▶

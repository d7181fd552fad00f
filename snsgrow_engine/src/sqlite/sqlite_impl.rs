//! `SqliteDatabase` is the concrete storage backend for the SNS Growth engine.
//!
//! It implements [`OrderManagement`] and [`ServiceCatalog`] on top of the free functions in [`super::db`], opening a
//! transaction wherever a change spans more than one table.
use std::fmt::Debug;

use log::*;
use sqlx::{migrate::MigrateError, SqlitePool};

use super::db::{audit, db_url, new_pool, orders, services};
use crate::{
    db_types::{
        NewOrder,
        NewService,
        NewServiceLog,
        Order,
        OrderId,
        OrderStatusType,
        Service,
        ServiceLog,
        ServiceLogAction,
        StatusHistoryEntry,
    },
    order_objects::OrderQueryFilter,
    traits::{CatalogError, OrderFlowError, OrderManagement, OrderUpdate, ServiceCatalog},
};

#[derive(Clone)]
pub struct SqliteDatabase {
    url: String,
    pool: SqlitePool,
}

impl Debug for SqliteDatabase {
    fn fmt(&self, f: &mut std::fmt::Formatter<'_>) -> std::fmt::Result {
        writeln!(f, "SqliteDatabase ({:?})", self.pool)
    }
}

impl OrderManagement for SqliteDatabase {
    fn url(&self) -> &str {
        self.url.as_str()
    }

    async fn insert_order(&self, order: NewOrder) -> Result<Order, OrderFlowError> {
        let mut tx = self.pool.begin().await?;
        if orders::fetch_order_by_order_id(&order.order_id, &mut tx).await?.is_some() {
            return Err(OrderFlowError::OrderAlreadyExists(order.order_id));
        }
        let details = format!("Order received: {} x{} for {}", order.service_id, order.quantity, order.target_url);
        let order = orders::insert_order(order, &mut tx).await?;
        audit::insert_status_history(order.id, OrderStatusType::Pending, &mut tx).await?;
        audit::insert_service_log(order.id, NewServiceLog::new(ServiceLogAction::OrderCreated, details), &mut tx)
            .await?;
        tx.commit().await?;
        debug!("🗃️ Order {} has been saved in the DB with id {}", order.order_id, order.id);
        Ok(order)
    }

    async fn fetch_order_by_order_id(&self, order_id: &OrderId) -> Result<Option<Order>, OrderFlowError> {
        let mut conn = self.pool.acquire().await?;
        let order = orders::fetch_order_by_order_id(order_id, &mut conn).await?;
        Ok(order)
    }

    async fn fetch_latest_order_for_email(&self, email: &str) -> Result<Option<Order>, OrderFlowError> {
        let mut conn = self.pool.acquire().await?;
        let order = orders::fetch_latest_order_for_email(email, &mut conn).await?;
        Ok(order)
    }

    async fn search_orders(&self, query: OrderQueryFilter) -> Result<Vec<Order>, OrderFlowError> {
        let mut conn = self.pool.acquire().await?;
        let orders = orders::search_orders(query, &mut conn).await?;
        Ok(orders)
    }

    async fn fetch_orders_to_sync(&self, limit: i64) -> Result<Vec<Order>, OrderFlowError> {
        let mut conn = self.pool.acquire().await?;
        let orders = orders::fetch_orders_to_sync(limit, &mut conn).await?;
        trace!("🗃️ {} orders are waiting on the provider", orders.len());
        Ok(orders)
    }

    async fn fetch_status_history(&self, id: i64) -> Result<Vec<StatusHistoryEntry>, OrderFlowError> {
        let mut conn = self.pool.acquire().await?;
        let history = audit::fetch_status_history(id, &mut conn).await?;
        Ok(history)
    }

    async fn fetch_service_logs(&self, id: i64) -> Result<Vec<ServiceLog>, OrderFlowError> {
        let mut conn = self.pool.acquire().await?;
        let logs = audit::fetch_service_logs(id, &mut conn).await?;
        Ok(logs)
    }

    /// In a single transaction:
    /// * the stored status is checked against the update (see [`OrderUpdate::applies_to`]),
    /// * the order row is updated,
    /// * if the status changed, history rows are appended for the intermediate statuses and the new status,
    /// * the service log row is written.
    async fn record_order_change(
        &self,
        id: i64,
        update: OrderUpdate,
        log: NewServiceLog,
    ) -> Result<Order, OrderFlowError> {
        let mut tx = self.pool.begin().await?;
        let old = orders::fetch_order_by_id(id, &mut tx).await?.ok_or(OrderFlowError::OrderIdNotFound(id))?;
        if !update.applies_to(old.status) {
            debug!("🗃️ Update for order {} rejected. It is {}", old.order_id, old.status);
            let to = update.status.unwrap_or(old.status);
            return Err(OrderFlowError::InvalidTransition { order_id: old.order_id, from: old.status, to });
        }
        let order = orders::update_order(id, &update, &mut tx).await?.ok_or(OrderFlowError::OrderIdNotFound(id))?;
        if order.status != old.status {
            for status in &update.intermediate_statuses {
                audit::insert_status_history(id, *status, &mut tx).await?;
            }
            audit::insert_status_history(id, order.status, &mut tx).await?;
            trace!("🗃️ Order {} moved from {} to {}", order.order_id, old.status, order.status);
        }
        audit::insert_service_log(id, log, &mut tx).await?;
        tx.commit().await?;
        Ok(order)
    }
}

impl ServiceCatalog for SqliteDatabase {
    async fn replace_services(&self, new_services: Vec<NewService>) -> Result<Vec<Service>, CatalogError> {
        let mut tx = self.pool.begin().await?;
        let result = services::replace_services(new_services, &mut tx).await?;
        tx.commit().await?;
        Ok(result)
    }

    async fn fetch_services(&self, platform: Option<&str>) -> Result<Vec<Service>, CatalogError> {
        let mut conn = self.pool.acquire().await?;
        let result = services::fetch_services(platform, &mut conn).await?;
        Ok(result)
    }

    async fn fetch_service_by_provider_id(&self, smmturk_id: i64) -> Result<Option<Service>, CatalogError> {
        let mut conn = self.pool.acquire().await?;
        let result = services::fetch_service_by_provider_id(smmturk_id, &mut conn).await?;
        Ok(result)
    }
}

impl SqliteDatabase {
    /// Creates a new database connection pool using the URL in `SG_DATABASE_URL`.
    pub async fn new(max_connections: u32) -> Result<Self, sqlx::Error> {
        let url = db_url();
        SqliteDatabase::new_with_url(url.as_str(), max_connections).await
    }

    pub async fn new_with_url(url: &str, max_connections: u32) -> Result<Self, sqlx::Error> {
        trace!("🗃️ Creating new database connection pool with url {url}");
        let pool = new_pool(url, max_connections).await?;
        let url = url.to_string();
        Ok(Self { url, pool })
    }

    /// Brings the schema up to date.
    pub async fn migrate(&self) -> Result<(), MigrateError> {
        sqlx::migrate!("./src/sqlite/migrations").run(&self.pool).await?;
        info!("🗃️ Database migrations complete");
        Ok(())
    }

    /// Returns a reference to the database connection pool.
    pub fn pool(&self) -> &SqlitePool {
        &self.pool
    }

    pub async fn close(&mut self) -> Result<(), sqlx::Error> {
        self.pool.close().await;
        Ok(())
    }
}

◀

**EXERCISE AIM**
Using the material above, report each line where "MigrateError" occurs.

**YOUR RESPONSE**
use sqlx::{migrate::MigrateError, SqlitePool};
    pub async fn migrate(&self) -> Result<(), MigrateError> {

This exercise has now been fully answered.